How to apply the same function to several variables in R? - r

I know that similar questions have already been asked (e.g. Passing list element names as a variable to functions within lapply or R - iteratively apply a function of a list of variables), but I couldn't manage to find a solution for my problem based on these posts.
I have an event dataset (~100 variables, >2000 observations) that contains variables with information on the involved actors. One variable can only contain one actor, so if several actors have been involved in the event, they are spread over several variables (e.g. actor1, actor2, ...). These actors can be classified into two groups ("s" and "nons"). For later use, I need two lists of actors: one that contains all actors of the category "s" and one that contains all actors of "nons". "s" only consists of three actors while "nons" consists of dozens of actors.
# create example data
df <- data.frame(id = c(1:8),
actor1 = c("A", "B", "D", "E", "F", "G", "H", NA),
actor2 = c("A", NA, "B", "C", "E", "I", "D", "G"))
df <-
df %>%
mutate(actor1 = as.character(actor1),
actor2 = as.character(actor2))
Since the script I am about to prepare is supposed to be used on updated versions of the dataset in the future, I would like to automate as much as possible and keep the parts of the script that would need to be adapted as limited as possible. My idea was to create one function per category that extracts the actors of the respective category (e.g. "nons") from one variable (e.g. actor1) in a list and then "loop" this function over the other variables (ideally with the apply family).
I know which category each actor belongs to ("A", "B", and "C" are category "s"), which allows me to define a separation rule as used in the function below (the filter command).
# create function
nons_function <- function(col) {
col_ <- enquo(col)
nons_list <-
df %>%
filter(!is.na(!!col_), !!col_ != "A", !!col_ != "B", !!col_ != "C") %>%
distinct(!!col_) %>%
pull()
nons_list
}
# create list of variables to "loop" over
actorlist <- c("actor1", "actor2")
This results in the following.
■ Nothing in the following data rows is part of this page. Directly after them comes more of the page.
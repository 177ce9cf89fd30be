//! Command-line entry point: parse a protocol source file and either print
//! local-type text or generate `tokio`-backed role code for it.

use clap::Parser;
use mixchor::config::{Options, Syntax};
use std::path::PathBuf;
use std::process::ExitCode;

#[derive(Parser)]
#[command(name = "mixchor")]
#[command(about = "Projection, normalisation and code generation for multiparty session types")]
struct Cli {
    /// Protocol source file.
    file: PathBuf,

    /// Surface syntax the source file is written in.
    #[arg(long, value_enum, default_value = "mpst")]
    syntax: Syntax,

    /// Process only this protocol, skipping any others declared in the file.
    #[arg(long)]
    project: Option<String>,

    /// Print this protocol's minimised local-type text instead of generating code for it.
    #[arg(long)]
    emit: Option<String>,

    /// Directory generated code is written under.
    #[arg(long, default_value = "out")]
    out_dir: PathBuf,

    /// Root package name generated output is nested under.
    #[arg(long, default_value = "generated")]
    root_pkg: String,

    /// Print progress as each protocol is processed.
    #[arg(short, long)]
    verbose: bool,

    /// Overwrite existing generated output without prompting.
    #[arg(short, long)]
    yes: bool,
}

fn main() -> ExitCode {
    tracing_subscriber::fmt::init();
    let cli = Cli::parse();

    let opts = Options {
        input: cli.file,
        syntax: cli.syntax,
        project_only: cli.project,
        emit_only: cli.emit,
        out_dir: cli.out_dir,
        root_pkg: cli.root_pkg,
        verbose: cli.verbose,
        assume_yes: cli.yes,
    };

    match mixchor::driver::run(&opts) {
        Ok(()) => ExitCode::SUCCESS,
        Err(e) => {
            eprintln!("error: {e}");
            ExitCode::FAILURE
        }
    }
}
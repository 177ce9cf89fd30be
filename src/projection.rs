//! Project a global type onto every role at once.
//!
//! Choice nodes need every role's view of every branch simultaneously (the
//! projectability check in [`crate::projectability`] compares them), so
//! projection is a single traversal producing the whole `Map<role,
//! LocalType>` rather than one independent call per role.

use crate::action::{Action, Polarity, Role};
use crate::ast::{GlobalType, LocalType, Protocol};
use indexmap::IndexMap;
use std::rc::Rc;

pub type Projections = IndexMap<Role, LocalType>;

/// `project(G, roles)`. The result still contains `LocalType::UnmergedChoice`
/// at every choice node — resolving those into canonical `MChoice` is
/// [`crate::projectability`]'s job.
pub fn project(protocol: &Protocol) -> Projections {
    project_type(&protocol.body, &protocol.roles)
}

fn project_type(g: &GlobalType, roles: &[Role]) -> Projections {
    match g {
        GlobalType::End => roles.iter().map(|r| (r.clone(), LocalType::End)).collect(),

        GlobalType::Var(t) => roles
            .iter()
            .map(|r| (r.clone(), LocalType::Var(t.clone())))
            .collect(),

        GlobalType::Msg(transfer, cont) => {
            let cont_map = project_type(cont, roles);
            let participants = transfer.participants();
            roles
                .iter()
                .map(|r| {
                    let cont_for_r = cont_map.get(r).cloned().unwrap_or(LocalType::End);
                    let lt = if *r == transfer.from {
                        let action = Action::new(
                            r.clone(),
                            transfer.to.clone(),
                            Polarity::Send,
                            transfer.label.clone(),
                            transfer.payloads.clone(),
                        );
                        LocalType::msg(action, cont_for_r)
                    } else if *r == transfer.to {
                        let action = Action::new(
                            r.clone(),
                            transfer.from.clone(),
                            Polarity::Recv,
                            transfer.label.clone(),
                            transfer.payloads.clone(),
                        );
                        LocalType::msg(action, cont_for_r)
                    } else {
                        debug_assert!(!participants.contains(r));
                        cont_for_r
                    };
                    (r.clone(), lt)
                })
                .collect()
        }

        GlobalType::Choice(branches) => {
            let branch_maps: Rc<Vec<Projections>> =
                Rc::new(branches.iter().map(|b| project_type(b, roles)).collect());
            roles
                .iter()
                .map(|r| {
                    (
                        r.clone(),
                        LocalType::UnmergedChoice(r.clone(), Rc::clone(&branch_maps)),
                    )
                })
                .collect()
        }

        GlobalType::Rec(t, body) => {
            let body_map = project_type(body, roles);
            roles
                .iter()
                .map(|r| {
                    let b = body_map.get(r).cloned().unwrap_or(LocalType::End);
                    let lt = if b.mentions_var(t) {
                        LocalType::rec(t.clone(), b)
                    } else {
                        b
                    };
                    (r.clone(), lt)
                })
                .collect()
        }
    }
}

#[cfg(test)]
mod tests {
    use super::*;
    use crate::action::Payload;

    fn ping_pong() -> Protocol {
        Protocol::new(
            "PingPong",
            vec!["A".into(), "B".into()],
            GlobalType::msg("A", "B", "ping", vec![], GlobalType::End),
        )
    }

    #[test]
    fn uninvolved_roles_are_projected_as_end() {
        let p = Protocol::new(
            "Relay",
            vec!["A".into(), "B".into(), "C".into()],
            GlobalType::msg("A", "B", "ping", vec![], GlobalType::End),
        );
        let proj = project(&p);
        assert!(proj["C"].is_end());
    }

    #[test]
    fn sender_and_receiver_get_dual_actions() {
        let proj = project(&ping_pong());
        match &proj["A"] {
            LocalType::Msg(a, _) => {
                assert_eq!(a.polarity, Polarity::Send);
                assert_eq!(a.peer, "B");
            }
            other => panic!("expected Msg, got {other:?}"),
        }
        match &proj["B"] {
            LocalType::Msg(a, _) => {
                assert_eq!(a.polarity, Polarity::Recv);
                assert_eq!(a.peer, "A");
            }
            other => panic!("expected Msg, got {other:?}"),
        }
    }

    #[test]
    fn payloads_are_carried_through() {
        let p = Protocol::new(
            "Transfer",
            vec!["A".into(), "B".into()],
            GlobalType::msg(
                "A",
                "B",
                "amount",
                vec![Payload {
                    name: "n".into(),
                    ty: "u64".into(),
                }],
                GlobalType::End,
            ),
        );
        let proj = project(&p);
        match &proj["B"] {
            LocalType::Msg(a, _) => assert_eq!(a.payloads[0].ty, "u64"),
            other => panic!("expected Msg, got {other:?}"),
        }
    }
}
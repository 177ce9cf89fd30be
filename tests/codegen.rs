// Coverage for `codegen::generate`/`context::render`/`render_choice` — the
// parts of the pipeline the other integration tests never reach because they
// stop at projectability's accept/reject verdict.

use mixchor::ast::{GlobalType, Protocol};
use mixchor::{codegen, dfa, normalize, projectability, projection};

fn roles(names: &[&str]) -> Vec<String> {
    names.iter().map(|s| s.to_string()).collect()
}

fn msg(from: &str, to: &str, label: &str, cont: GlobalType) -> GlobalType {
    GlobalType::msg(from, to, label, vec![], cont)
}

fn project(protocol: &Protocol) -> mixchor::error::Result<projection::Projections> {
    let normalised = normalize::normalize(&protocol.body);
    let normalised = Protocol::new(protocol.name.clone(), protocol.roles.clone(), normalised);
    let raw = projection::project(&normalised);
    projectability::resolve_all(&protocol.name, &protocol.roles, &raw)
}

#[test]
fn same_peer_receive_branches_fold_into_one_select_arm() {
    // `A` is the sole leader: it sends `yes` or `no` to `B`. `B`'s
    // projection is `MChoice([?A.yes;end, ?A.no;end])` — both branches
    // receive from the same peer, so `render_choice` must fold them into one
    // `rx_a.recv()` arm rather than emitting two arms that each try to
    // borrow `rx_a` mutably inside the same `select!` block.
    let body = GlobalType::Choice(vec![
        msg("A", "B", "yes", GlobalType::End),
        msg("A", "B", "no", GlobalType::End),
    ]);
    let protocol = Protocol::new("TwoLeaderReceive", roles(&["A", "B"]), body);

    let resolved = project(&protocol).expect("A is the sole leader, so this must be accepted");

    let mut minimised = resolved.clone();
    for (role, lt) in resolved.iter() {
        minimised.insert(role.clone(), dfa::minimise(role, lt).unwrap());
    }

    let files = codegen::generate(&protocol.name, &minimised).expect("generation must succeed");
    let b_role = files
        .iter()
        .find(|f| f.relative_path == "roles/b.rs")
        .expect("B's role file must be generated");

    let recv_arms = b_role.contents.matches("rx_a.recv()").count();
    assert_eq!(
        recv_arms, 1,
        "expected exactly one rx_a.recv() arm, found {recv_arms} in:\n{}",
        b_role.contents
    );
    assert!(
        b_role.contents.contains("match msg {"),
        "the merged arm must dispatch on the message variant"
    );
}

#[test]
fn generated_tree_has_all_five_sibling_directories() {
    let body = msg("A", "B", "ping", GlobalType::End);
    let protocol = Protocol::new("Sibling", roles(&["A", "B"]), body);
    let resolved = project(&protocol).unwrap();

    let files = codegen::generate(&protocol.name, &resolved).unwrap();
    let dirs_present = |dir: &str| files.iter().any(|f| f.relative_path.starts_with(&format!("{dir}/")));

    for dir in ["roles", "messages", "callbacks", "results", "channels"] {
        assert!(dirs_present(dir), "missing generated `{dir}/` directory");
    }
    assert!(files.iter().any(|f| f.relative_path == "mod.rs"));
}

#[test]
fn end_state_returns_the_role_done_callback() {
    let body = msg("A", "B", "ping", GlobalType::End);
    let protocol = Protocol::new("Done", roles(&["A", "B"]), body);
    let resolved = project(&protocol).unwrap();

    let files = codegen::generate(&protocol.name, &resolved).unwrap();
    let a_role = files.iter().find(|f| f.relative_path == "roles/a.rs").unwrap();
    assert!(a_role.contents.contains("return Ok(callbacks.on_done());"));

    let a_callbacks = files.iter().find(|f| f.relative_path == "callbacks/a.rs").unwrap();
    assert!(a_callbacks.contents.contains("fn on_done"));

    let a_results = files.iter().find(|f| f.relative_path == "results/a.rs").unwrap();
    assert!(a_results.contents.contains("ADone"));
}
Instead of two lists of actors I get a list that contains the variable names as character strings.
> lapply(actorlist, nons_function)
[[1]]
[1] "actor1"
[[2]]
[1] "actor2"
What I would like to get is something like the following:
> lapply(actorlist, nons_function)
[[1]]
[1] "D" "E" "F" "G" "H"
[[2]]
[1] "E" "I" "D" "G"
The problem is probably the way I am passing the variable names to my function within lapply. Apparently, my function is not able use a character input as variable names. However, I have not found a way to either adapt my function in a way that allows for character input or to provide my function with a list of variables to loop over in a way it can digest.
Any help appreciated!
EDIT: Initially I had named the actors in a misleading way (actor names indicated which category an actor belongs to), which lead to answers that do not really help in my case. I have changed the actor names from "s1", "s2", "nons1", "nons2" etc to "A", "B", "C" etc now.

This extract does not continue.